> **Exercise objective**
Nothing in the records may be changed; retype them in full.
__________________________________________________
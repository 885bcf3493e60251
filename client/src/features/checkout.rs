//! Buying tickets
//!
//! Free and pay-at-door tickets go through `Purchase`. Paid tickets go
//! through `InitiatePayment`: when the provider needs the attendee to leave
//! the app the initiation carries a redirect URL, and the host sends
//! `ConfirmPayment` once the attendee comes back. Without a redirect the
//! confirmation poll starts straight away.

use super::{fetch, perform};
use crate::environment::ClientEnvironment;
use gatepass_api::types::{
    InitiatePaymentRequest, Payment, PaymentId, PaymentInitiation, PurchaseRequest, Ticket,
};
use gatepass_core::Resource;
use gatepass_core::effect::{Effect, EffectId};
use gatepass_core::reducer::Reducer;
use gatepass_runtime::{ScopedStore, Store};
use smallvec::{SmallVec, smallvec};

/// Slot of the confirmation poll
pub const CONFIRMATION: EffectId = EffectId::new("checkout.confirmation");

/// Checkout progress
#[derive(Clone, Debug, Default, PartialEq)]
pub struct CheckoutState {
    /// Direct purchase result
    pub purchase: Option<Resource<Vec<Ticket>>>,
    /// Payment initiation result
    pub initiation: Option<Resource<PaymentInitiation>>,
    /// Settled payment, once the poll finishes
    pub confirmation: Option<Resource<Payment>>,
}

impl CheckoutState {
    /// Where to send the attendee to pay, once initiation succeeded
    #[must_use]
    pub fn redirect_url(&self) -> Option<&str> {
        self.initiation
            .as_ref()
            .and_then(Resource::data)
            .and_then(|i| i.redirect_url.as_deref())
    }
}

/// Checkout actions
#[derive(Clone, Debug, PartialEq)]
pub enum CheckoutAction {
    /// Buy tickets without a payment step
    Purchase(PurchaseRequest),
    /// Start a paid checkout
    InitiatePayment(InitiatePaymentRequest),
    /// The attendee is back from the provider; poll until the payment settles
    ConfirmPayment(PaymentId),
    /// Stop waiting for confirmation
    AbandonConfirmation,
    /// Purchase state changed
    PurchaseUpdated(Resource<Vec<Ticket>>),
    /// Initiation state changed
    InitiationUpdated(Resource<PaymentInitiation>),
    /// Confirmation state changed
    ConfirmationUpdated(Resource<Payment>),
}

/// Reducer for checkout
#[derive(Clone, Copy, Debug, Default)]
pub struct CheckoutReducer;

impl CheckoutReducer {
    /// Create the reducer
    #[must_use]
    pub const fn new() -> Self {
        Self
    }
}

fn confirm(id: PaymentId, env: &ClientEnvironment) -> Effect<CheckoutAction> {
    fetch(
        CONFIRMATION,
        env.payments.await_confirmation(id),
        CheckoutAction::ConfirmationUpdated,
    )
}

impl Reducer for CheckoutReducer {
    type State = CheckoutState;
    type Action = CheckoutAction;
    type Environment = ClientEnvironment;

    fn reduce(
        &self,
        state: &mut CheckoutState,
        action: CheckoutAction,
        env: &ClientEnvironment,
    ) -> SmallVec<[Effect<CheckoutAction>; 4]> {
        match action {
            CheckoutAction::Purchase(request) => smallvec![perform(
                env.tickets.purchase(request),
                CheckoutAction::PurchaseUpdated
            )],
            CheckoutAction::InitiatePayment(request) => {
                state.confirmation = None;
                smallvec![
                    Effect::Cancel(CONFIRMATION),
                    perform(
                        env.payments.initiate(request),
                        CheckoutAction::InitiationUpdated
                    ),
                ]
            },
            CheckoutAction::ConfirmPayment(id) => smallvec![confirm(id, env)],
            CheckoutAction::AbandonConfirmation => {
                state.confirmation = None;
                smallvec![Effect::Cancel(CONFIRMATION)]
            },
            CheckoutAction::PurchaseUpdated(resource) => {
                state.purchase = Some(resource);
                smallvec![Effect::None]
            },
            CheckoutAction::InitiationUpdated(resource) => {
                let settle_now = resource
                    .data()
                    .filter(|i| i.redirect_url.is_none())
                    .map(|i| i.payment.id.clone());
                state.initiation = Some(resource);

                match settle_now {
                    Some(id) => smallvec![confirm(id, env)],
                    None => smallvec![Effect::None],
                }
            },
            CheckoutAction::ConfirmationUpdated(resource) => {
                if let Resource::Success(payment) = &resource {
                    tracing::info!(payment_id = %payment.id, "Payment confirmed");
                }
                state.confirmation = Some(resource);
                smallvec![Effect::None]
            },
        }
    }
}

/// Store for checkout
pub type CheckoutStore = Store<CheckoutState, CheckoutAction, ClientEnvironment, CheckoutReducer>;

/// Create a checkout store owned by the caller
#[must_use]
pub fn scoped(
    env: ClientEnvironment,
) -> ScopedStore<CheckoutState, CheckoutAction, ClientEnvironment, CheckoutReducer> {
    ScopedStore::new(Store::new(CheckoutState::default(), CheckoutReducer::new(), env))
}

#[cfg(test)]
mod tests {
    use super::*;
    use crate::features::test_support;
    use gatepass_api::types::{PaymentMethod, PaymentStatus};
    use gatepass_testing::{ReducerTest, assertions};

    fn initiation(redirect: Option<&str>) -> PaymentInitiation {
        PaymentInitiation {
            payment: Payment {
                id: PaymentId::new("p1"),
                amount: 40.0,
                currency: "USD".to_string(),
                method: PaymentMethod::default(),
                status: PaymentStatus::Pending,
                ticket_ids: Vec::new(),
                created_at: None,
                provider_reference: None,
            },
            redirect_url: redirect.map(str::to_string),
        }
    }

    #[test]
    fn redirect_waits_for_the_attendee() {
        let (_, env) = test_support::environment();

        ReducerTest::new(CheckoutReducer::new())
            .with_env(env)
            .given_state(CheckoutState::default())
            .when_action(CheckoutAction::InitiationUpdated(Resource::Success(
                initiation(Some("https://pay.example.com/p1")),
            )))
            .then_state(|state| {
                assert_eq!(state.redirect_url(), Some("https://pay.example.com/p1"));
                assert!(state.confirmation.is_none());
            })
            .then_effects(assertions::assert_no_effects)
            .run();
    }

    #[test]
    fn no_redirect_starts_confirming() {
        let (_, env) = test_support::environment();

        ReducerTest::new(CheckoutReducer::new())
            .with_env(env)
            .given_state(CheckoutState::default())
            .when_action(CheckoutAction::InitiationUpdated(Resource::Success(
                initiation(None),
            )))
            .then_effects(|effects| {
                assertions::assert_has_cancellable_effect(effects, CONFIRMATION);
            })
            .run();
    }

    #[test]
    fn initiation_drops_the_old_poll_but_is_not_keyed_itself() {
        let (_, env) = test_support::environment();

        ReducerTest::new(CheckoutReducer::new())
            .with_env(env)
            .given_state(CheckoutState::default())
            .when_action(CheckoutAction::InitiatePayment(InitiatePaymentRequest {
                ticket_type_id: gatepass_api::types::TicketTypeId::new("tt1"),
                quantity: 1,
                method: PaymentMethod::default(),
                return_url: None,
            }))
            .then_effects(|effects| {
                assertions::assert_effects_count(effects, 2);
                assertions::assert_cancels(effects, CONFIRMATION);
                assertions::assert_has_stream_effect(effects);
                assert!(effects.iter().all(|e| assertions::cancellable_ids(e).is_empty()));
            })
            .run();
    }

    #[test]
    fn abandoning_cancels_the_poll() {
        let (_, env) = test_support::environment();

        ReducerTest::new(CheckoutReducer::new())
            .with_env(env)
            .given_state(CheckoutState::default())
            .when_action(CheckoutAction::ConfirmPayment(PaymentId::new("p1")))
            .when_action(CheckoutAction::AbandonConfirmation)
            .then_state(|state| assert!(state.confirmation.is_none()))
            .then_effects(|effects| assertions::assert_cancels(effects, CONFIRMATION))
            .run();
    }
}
__________________________________________________
> **Completed exercise**
repository 885bcf3493e60251
filename client/src/features/checkout.rs
//! Buying tickets
//!
//! Free and pay-at-door tickets go through `Purchase`. Paid tickets go
//! through `InitiatePayment`: when the provider needs the attendee to leave
//! the app the initiation carries a redirect URL, and the host sends
//! `ConfirmPayment` once the attendee comes back. Without a redirect the
//! confirmation poll starts straight away.

use super::{fetch, perform};
use crate::environment::ClientEnvironment;
use gatepass_api::types::{
    InitiatePaymentRequest, Payment, PaymentId, PaymentInitiation, PurchaseRequest, Ticket,
};
use gatepass_core::Resource;
use gatepass_core::effect::{Effect, EffectId};
use gatepass_core::reducer::Reducer;
use gatepass_runtime::{ScopedStore, Store};
use smallvec::{SmallVec, smallvec};

/// Slot of the confirmation poll
pub const CONFIRMATION: EffectId = EffectId::new("checkout.confirmation");

/// Checkout progress
#[derive(Clone, Debug, Default, PartialEq)]
pub struct CheckoutState {
    /// Direct purchase result
    pub purchase: Option<Resource<Vec<Ticket>>>,
    /// Payment initiation result
    pub initiation: Option<Resource<PaymentInitiation>>,
    /// Settled payment, once the poll finishes
    pub confirmation: Option<Resource<Payment>>,
}

impl CheckoutState {
    /// Where to send the attendee to pay, once initiation succeeded
    #[must_use]
    pub fn redirect_url(&self) -> Option<&str> {
        self.initiation
            .as_ref()
            .and_then(Resource::data)
            .and_then(|i| i.redirect_url.as_deref())
    }
}

/// Checkout actions
#[derive(Clone, Debug, PartialEq)]
pub enum CheckoutAction {
    /// Buy tickets without a payment step
    Purchase(PurchaseRequest),
    /// Start a paid checkout
    InitiatePayment(InitiatePaymentRequest),
    /// The attendee is back from the provider; poll until the payment settles
    ConfirmPayment(PaymentId),
    /// Stop waiting for confirmation
    AbandonConfirmation,
    /// Purchase state changed
    PurchaseUpdated(Resource<Vec<Ticket>>),
    /// Initiation state changed
    InitiationUpdated(Resource<PaymentInitiation>),
    /// Confirmation state changed
    ConfirmationUpdated(Resource<Payment>),
}

/// Reducer for checkout
#[derive(Clone, Copy, Debug, Default)]
pub struct CheckoutReducer;

impl CheckoutReducer {
    /// Create the reducer
    #[must_use]
    pub const fn new() -> Self {
        Self
    }
}

fn confirm(id: PaymentId, env: &ClientEnvironment) -> Effect<CheckoutAction> {
    fetch(
        CONFIRMATION,
        env.payments.await_confirmation(id),
        CheckoutAction::ConfirmationUpdated,
    )
}

impl Reducer for CheckoutReducer {
    type State = CheckoutState;
    type Action = CheckoutAction;
    type Environment = ClientEnvironment;

    fn reduce(
        &self,
        state: &mut CheckoutState,
        action: CheckoutAction,
        env: &ClientEnvironment,
    ) -> SmallVec<[Effect<CheckoutAction>; 4]> {
        match action {
            CheckoutAction::Purchase(request) => smallvec![perform(
                env.tickets.purchase(request),
                CheckoutAction::PurchaseUpdated
            )],
            CheckoutAction::InitiatePayment(request) => {
                state.confirmation = None;
                smallvec![
                    Effect::Cancel(CONFIRMATION),
                    perform(
                        env.payments.initiate(request),
                        CheckoutAction::InitiationUpdated
                    ),
                ]
            },
            CheckoutAction::ConfirmPayment(id) => smallvec![confirm(id, env)],
            CheckoutAction::AbandonConfirmation => {
                state.confirmation = None;
                smallvec![Effect::Cancel(CONFIRMATION)]
            },
            CheckoutAction::PurchaseUpdated(resource) => {
                state.purchase = Some(resource);
                smallvec![Effect::None]
            },
            CheckoutAction::InitiationUpdated(resource) => {
                let settle_now = resource
                    .data()
                    .filter(|i| i.redirect_url.is_none())
                    .map(|i| i.payment.id.clone());
                state.initiation = Some(resource);

                match settle_now {
                    Some(id) => smallvec![confirm(id, env)],
                    None => smallvec![Effect::None],
                }
            },
            CheckoutAction::ConfirmationUpdated(resource) => {
                if let Resource::Success(payment) = &resource {
                    tracing::info!(payment_id = %payment.id, "Payment confirmed");
                }
                state.confirmation = Some(resource);
                smallvec![Effect::None]
            },
        }
    }
}

/// Store for checkout
pub type CheckoutStore = Store<CheckoutState, CheckoutAction, ClientEnvironment, CheckoutReducer>;

/// Create a checkout store owned by the caller
#[must_use]
pub fn scoped(
    env: ClientEnvironment,
) -> ScopedStore<CheckoutState, CheckoutAction, ClientEnvironment, CheckoutReducer> {
    ScopedStore::new(Store::new(CheckoutState::default(), CheckoutReducer::new(), env))
}

#[cfg(test)]
mod tests {
    use super::*;
    use crate::features::test_support;
    use gatepass_api::types::{PaymentMethod, PaymentStatus};
    use gatepass_testing::{ReducerTest, assertions};

    fn initiation(redirect: Option<&str>) -> PaymentInitiation {
        PaymentInitiation {
            payment: Payment {
                id: PaymentId::new("p1"),
                amount: 40.0,
                currency: "USD".to_string(),
                method: PaymentMethod::default(),
                status: PaymentStatus::Pending,
                ticket_ids: Vec::new(),
                created_at: None,
                provider_reference: None,
            },
            redirect_url: redirect.map(str::to_string),
        }
    }

    #[test]
    fn redirect_waits_for_the_attendee() {
        let (_, env) = test_support::environment();

        ReducerTest::new(CheckoutReducer::new())
            .with_env(env)
            .given_state(CheckoutState::default())
            .when_action(CheckoutAction::InitiationUpdated(Resource::Success(
                initiation(Some("https://pay.example.com/p1")),
            )))
            .then_state(|state| {
                assert_eq!(state.redirect_url(), Some("https://pay.example.com/p1"));
                assert!(state.confirmation.is_none());
            })
            .then_effects(assertions::assert_no_effects)
            .run();
    }

    #[test]
    fn no_redirect_starts_confirming() {
        let (_, env) = test_support::environment();

        ReducerTest::new(CheckoutReducer::new())
            .with_env(env)
            .given_state(CheckoutState::default())
            .when_action(CheckoutAction::InitiationUpdated(Resource::Success(
                initiation(None),
            )))
            .then_effects(|effects| {
                assertions::assert_has_cancellable_effect(effects, CONFIRMATION);
            })
            .run();
    }

    #[test]
    fn initiation_drops_the_old_poll_but_is_not_keyed_itself() {
        let (_, env) = test_support::environment();

        ReducerTest::new(CheckoutReducer::new())
            .with_env(env)
            .given_state(CheckoutState::default())
            .when_action(CheckoutAction::InitiatePayment(InitiatePaymentRequest {
                ticket_type_id: gatepass_api::types::TicketTypeId::new("tt1"),
                quantity: 1,
                method: PaymentMethod::default(),
                return_url: None,
            }))
            .then_effects(|effects| {
                assertions::assert_effects_count(effects, 2);
                assertions::assert_cancels(effects, CONFIRMATION);
                assertions::assert_has_stream_effect(effects);
                assert!(effects.iter().all(|e| assertions::cancellable_ids(e).is_empty()));
            })
            .run();
    }

    #[test]
    fn abandoning_cancels_the_poll() {
        let (_, env) = test_support::environment();

        ReducerTest::new(CheckoutReducer::new())
            .with_env(env)
            .given_state(CheckoutState::default())
            .when_action(CheckoutAction::ConfirmPayment(PaymentId::new("p1")))
            .when_action(CheckoutAction::AbandonConfirmation)
            .then_state(|state| assert!(state.confirmation.is_none()))
            .then_effects(|effects| assertions::assert_cancels(effects, CONFIRMATION))
            .run();
    }
}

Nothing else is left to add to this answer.